La doctrine antifasciste, brandie pendant quarante ans comme un épouvantail légitimant le régime, est abandonnée : elle doit être questionnée à nouveau, dans un renoncement complet aux idéologies reçues. Et l'on voit ainsi un jeune homme fasciné par Rommel s'inquiéter de la présence de Haider au pouvoir, tout en se scandalisant de devoir toujours porter la faute de la shoah : c'est inextricable. Même la journaliste, que son intérêt pour les pionniers communistes de la RDA range parmi les héritiers potentiels de l'idéologie officielle, bat en brèche, elle aussi, les catégories politiques du passé. Son désir affectueux de comprendre Felix la situe bien au-delà de la condamnation du néonazisme. Tout se passe comme si, formés à ne plus écouter une idéologie vidée de tout sens, les ultimes rejetons de la RDA étaient amenés à réinventer par eux-mêmes des points d'orientation dont aucun, pas même celui de l'antifascisme, n'a pu leur être légué. Cette désorientation explique sans doute la disparition des points de repère moraux également : l'héroïne de Grit Poppe, Mila, assassine trois hommes sans en éprouver de remords. Le héros de Jana Simon ne se sent vivre que lorsqu'il souffre dans sa chair et fait souffrir de même autrui. On voit se profiler ici, à la jonction entre les champs politiques et psychologiques, une déstructuration radicale inquiétante.

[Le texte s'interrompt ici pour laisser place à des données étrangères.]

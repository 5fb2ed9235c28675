//! Canonical field mapping.
//!
//! Maps arbitrary raw column names onto the fixed canonical sales schema
//! using an ordered regex rule list. Rules are tested in precedence order
//! and the first match wins; no further rules are consulted for that
//! column. Each column is classified independently of every other column,
//! so two raw columns can legitimately claim the same canonical field.
//! That ambiguity is resolved (and surfaced) by [`build_column_map`], not
//! by the classifier.

use std::{collections::BTreeMap, fmt, sync::OnceLock};

use heck::ToSnakeCase;
use regex::Regex;
use serde::{Deserialize, Serialize};

pub const MATCH_BASE_CONFIDENCE: f64 = 0.5;
pub const PATTERN_MATCH_BONUS: f64 = 0.4;

/// The fixed set of semantic roles a raw column may be mapped to.
#[derive(Debug, Clone, Copy, PartialEq, Eq, PartialOrd, Ord, Hash, Serialize, Deserialize)]
#[serde(rename_all = "snake_case")]
pub enum CanonicalField {
    OrderId,
    Product,
    Timestamp,
    Quantity,
    Price,
    Revenue,
    Channel,
    City,
    State,
    Zip,
    SourceFile,
    OriginalColumn,
}

impl CanonicalField {
    pub const ALL: [CanonicalField; 12] = [
        CanonicalField::OrderId,
        CanonicalField::Product,
        CanonicalField::Timestamp,
        CanonicalField::Quantity,
        CanonicalField::Price,
        CanonicalField::Revenue,
        CanonicalField::Channel,
        CanonicalField::City,
        CanonicalField::State,
        CanonicalField::Zip,
        CanonicalField::SourceFile,
        CanonicalField::OriginalColumn,
    ];

    pub fn as_str(&self) -> &'static str {
        match self {
            CanonicalField::OrderId => "order_id",
            CanonicalField::Product => "product",
            CanonicalField::Timestamp => "timestamp",
            CanonicalField::Quantity => "quantity",
            CanonicalField::Price => "price",
            CanonicalField::Revenue => "revenue",
            CanonicalField::Channel => "channel",
            CanonicalField::City => "city",
            CanonicalField::State => "state",
            CanonicalField::Zip => "zip",
            CanonicalField::SourceFile => "source_file",
            CanonicalField::OriginalColumn => "original_column",
        }
    }
}

impl fmt::Display for CanonicalField {
    fn fmt(&self, f: &mut fmt::Formatter<'_>) -> fmt::Result {
        write!(f, "{}", self.as_str())
    }
}

/// Classification result for a single raw column name.
#[derive(Debug, Clone, PartialEq, Serialize, Deserialize)]
pub struct ColumnInference {
    pub original_name: String,
    #[serde(default, skip_serializing_if = "Option::is_none")]
    pub canonical_name: Option<CanonicalField>,
    pub confidence: f64,
    pub reason: String,
}

/// Canonical field → raw column name, after folding the inference set.
pub type ColumnMap = BTreeMap<CanonicalField, String>;

/// Two raw columns claimed the same canonical field; the later one won.
#[derive(Debug, Clone, PartialEq, Eq)]
pub struct MappingWarning {
    pub field: CanonicalField,
    pub kept: String,
    pub discarded: String,
}

impl fmt::Display for MappingWarning {
    fn fmt(&self, f: &mut fmt::Formatter<'_>) -> fmt::Result {
        write!(
            f,
            "Columns '{}' and '{}' both map to {}; keeping '{}'",
            self.discarded, self.kept, self.field, self.kept
        )
    }
}

struct MappingRule {
    field: CanonicalField,
    pattern: Regex,
    token: &'static str,
}

// Precedence order matters: the first rule whose pattern matches wins.
// `order_date` maps to order_id, not timestamp, because the order_id rule
// is tested first. source_file and original_column are bookkeeping fields
// with no name rule of their own.
const RULE_PATTERNS: &[(CanonicalField, &str)] = &[
    (CanonicalField::OrderId, r"order|invoice|receipt|transaction|txn"),
    (CanonicalField::Product, r"product|item|sku|title"),
    (CanonicalField::Timestamp, r"date|time|timestamp|created|day"),
    (CanonicalField::Quantity, r"qty|quantity|units_sold|num_units"),
    (CanonicalField::Price, r"price|unit_cost|cost|rate"),
    (CanonicalField::Revenue, r"revenue|amount|total|gross|sales$"),
    (CanonicalField::Channel, r"channel|source|medium|platform|store"),
    (CanonicalField::City, r"city|town|municipality"),
    (CanonicalField::State, r"state|province|region"),
    (CanonicalField::Zip, r"zip|postal|postcode"),
];

fn rules() -> &'static [MappingRule] {
    static RULES: OnceLock<Vec<MappingRule>> = OnceLock::new();
    RULES.get_or_init(|| {
        RULE_PATTERNS
            .iter()
            .map(|&(field, token)| MappingRule {
                field,
                pattern: Regex::new(token).expect("rule patterns are literals"),
                token,
            })
            .collect()
    })
}

/// Unifies `OrderDate`, `order date`, and `order-date` before rule
/// matching.
pub fn normalize_header(name: &str) -> String {
    name.trim().to_snake_case()
}

/// Classifies one raw column name. Pure and total: every input produces a
/// result, possibly with no canonical assignment.
pub fn infer(column_name: &str) -> ColumnInference {
    let normalized = normalize_header(column_name);
    for rule in rules() {
        if rule.pattern.is_match(&normalized) {
            return ColumnInference {
                original_name: column_name.to_string(),
                canonical_name: Some(rule.field),
                confidence: MATCH_BASE_CONFIDENCE + PATTERN_MATCH_BONUS,
                reason: format!("'{normalized}' matched /{}/ for {}", rule.token, rule.field),
            };
        }
    }
    ColumnInference {
        original_name: column_name.to_string(),
        canonical_name: None,
        confidence: 0.0,
        reason: format!("'{normalized}' matched no canonical pattern"),
    }
}

/// Folds a set of column inferences into a canonical-field → raw-column
/// map. When several columns claim the same field the later one overwrites
/// the earlier, and the collision is reported rather than silently
/// dropped.
pub fn build_column_map(inferences: &[ColumnInference]) -> (ColumnMap, Vec<MappingWarning>) {
    let mut map = ColumnMap::new();
    let mut warnings = Vec::new();
    for inference in inferences {
        let Some(field) = inference.canonical_name else {
            continue;
        };
        if let Some(previous) = map.insert(field, inference.original_name.clone()) {
            warnings.push(MappingWarning {
                field,
                kept: inference.original_name.clone(),
                discarded: previous,
            });
        }
    }
    (map, warnings)
}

On comprend alors que l'absence de politisation des personnages trouve sa source dans une déliquescence radicale de leurs liens sociaux. L'individu idéal du réalisme socialiste, actif, tourné vers l'avenir, porté par sa foi dans le progrès social, inséré dans des réseaux de lutte et de solidarité, cède la place à être apeuré, agressif ou replié sur lui-même, aussi seul dans ce monde impitoyable qu'il le serait sur une banquise polaire. L'absence de remords de Mila après ses trois assassinats s'explique par sa conviction, si intime qu'elle ne nécessite aucune explication, de devoir lutter seule contre tous, et que tous les coups lui sont permis. Si Felix blinde son corps dans des entraînements physiques au-delà du supportable, s'il ne recule pas devant les combats de rue, c'est qu'il voit dans cette manière d'être la seule façon de s'imposer dans un monde prêt à le détruire. L'héroïne d'Annett Gröschner est certes infiniment moins tournée vers la violence active ; mais elle n'en figure pas moins, elle aussi, un être radicalement seul, plus délaissé même que sa grand-mère moribonde, un être qui meurt de faim et de froid dans une indifférence générale, avec pour seule compagnie ses souvenirs d'un monde définitivement perdu.
Mais l'inefficacité d'un monde politique discrédité et la déliquescence des liens sociaux ne sont pas les seules causes de cette atomisation de la société en un univers d'individus en perdition. Le déclin des interprétations politiques, ou sociologiques, est sensible au fait que l'interprétation psychologique prend le pas sur elles. Ces lectures psychologiques de la réalité remplacent la désagrégation sociale par l'obsession individualiste de la maternité, la passion de la congélation ou celle du sport à outrance, et nous parlent avant tout de la désagrégation des liens familiaux.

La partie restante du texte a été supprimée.